Regulation of Potassium‐induced [ 3 H]D‐Aspartate Release from Isolated Bovine Retina by 5‐epi‐5‐F 3t ‐Isoprostane: Role of Prostanoid Receptors

Arachidonic acid‐derived F 2 ‐isoprostanes (F 2 ‐IsoPs) can regulate neurotransmitter release in bovine retina ( Jamil J. et al, 2012 ). It is, however, unclear whether eicosapentanoic acid‐derived F 3 ‐IsoPs can produce a similar effect in the retina. Purpose To investigate the pharmacological actions of 5‐ epi ‐5‐F 3t ‐IsoP on K + ‐induced [ 3 H]D‐aspartate release from bovine retina. We also examined the role of prostanoid receptors on the F 3 ‐IsoP‐induced response. Method Isolated neural retina were incubated in oxygenated Krebs solution containing 200 nM of [ 3 H]D‐aspartate and then prepared for studies of neurotransmitter release. Release of [ 3 H]D‐aspartate was evoked by K + (50 mM) stimuli applied at 90 mins (S 1 ) and at 108 mins (S 2 ) after the onset of superfusion. Results 5‐ epi ‐5‐F 3t ‐IsoP (0.1 nM – 0.1 μM) elicited an inhibitory action on K + ‐evoked [ 3 H]D‐aspartate release in a concentration‐dependent manner, achieving a maximum inhibition of 46.9% at 0.1 μM (IC 30 of 1 nM).

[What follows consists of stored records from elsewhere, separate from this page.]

//! Order domain types.
//!
//! An `Order` is the committed, backend-persisted form of a cart. It is
//! created exactly once at checkout; afterwards only the status pair
//! (`status`, `payment_status`) changes, and only via payment confirmation.

use chrono::{DateTime, Utc};
use serde::{Deserialize, Serialize};
use uuid::Uuid;

use posie_core::{
    Address, Email, FullName, OrderId, OrderItemId, OrderStatus, PaymentStatus, Phone, Price,
    ProductId, UserId,
};

use super::product::Product;

/// A committed purchase record.
#[derive(Debug, Clone, Serialize, Deserialize)]
pub struct Order {
    /// Unique order ID (generated client-side at checkout).
    pub id: OrderId,
    /// Owning user.
    pub user_id: UserId,
    /// Delivery contact name captured at checkout.
    pub full_name: FullName,
    /// Delivery contact phone captured at checkout.
    pub phone: Phone,
    /// Contact email captured at checkout.
    pub email: Email,
    /// Delivery address captured at checkout.
    pub address: Address,
    /// Cart total at submission time; later cart mutations never touch this.
    pub total_amount: Price,
    /// Fulfillment status.
    pub status: OrderStatus,
    /// Payment status.
    pub payment_status: PaymentStatus,
    /// Idempotency token handed to the payment provider, so a retried
    /// confirmation settles at most once.
    pub payment_reference: Uuid,
    /// Promised delivery date (creation time + 7 days).
    pub expected_delivery_date: DateTime<Utc>,
    /// When the order was placed.
    pub created_at: DateTime<Utc>,
}

impl Order {
    /// Short human-facing order reference (first 8 hex chars of the ID).
    #[must_use]
    pub fn reference(&self) -> String {
        self.id.short()
    }

    /// Whether payment has already settled for this order.
    #[must_use]
    pub fn is_paid(&self) -> bool {
        self.payment_status == PaymentStatus::Completed
    }
}

/// A single line of an order.
///
/// `price` is the unit price captured at order time, independent of later
/// catalog price changes. Immutable after creation.
#[derive(Debug, Clone, Serialize, Deserialize)]
pub struct OrderItem {
    /// Unique item ID.
    pub id: OrderItemId,
    /// Owning order.
    pub order_id: OrderId,
    /// Product this line refers to.
    pub product_id: ProductId,
    /// Units ordered.
    pub quantity: u32,
    /// Unit price at order time.
    pub price: Price,
}

/// An order item joined with the current catalog snapshot of its product.
///
/// The product is optional: a product removed from the catalog leaves the
/// order item intact with only its captured fields.
#[derive(Debug, Clone, Serialize, Deserialize)]
pub struct OrderItemDetail {
    /// The immutable order line.
    #[serde(flatten)]
    pub item: OrderItem,
    /// Current product snapshot, if the product still exists.
    pub product: Option<Product>,
}

/// An order with its line items, as shown in order history.
#[derive(Debug, Clone, Serialize, Deserialize)]
pub struct OrderWithItems {
    /// The order record.
    #[serde(flatten)]
    pub order: Order,
    /// All line items belonging to the order.
    pub items: Vec<OrderItemDetail>,
}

The effect of 5‐ epi ‐5‐F 3t ‐IsoP (0.01 μM) was partially reversed by the prostanoid receptor antagonists, SC 19220 (1 μM; EP 1 ), SC 51322 (10 μM; EP 1 ) and AH 6809 (10 μM; EP 1–3 /DP 1 ) while AH 23848 (1 μM; EP 4 /TP 1 ) and SQ 29548 (10 μM; TP) had no effect on the IsoP. Conclusion 5‐ epi ‐5‐F 3t ‐IsoP can inhibit K + ‐evoked [ 3 H]D‐aspartate release in isolated bovine retina, presumably via mechanisms that involve prostanoid receptors.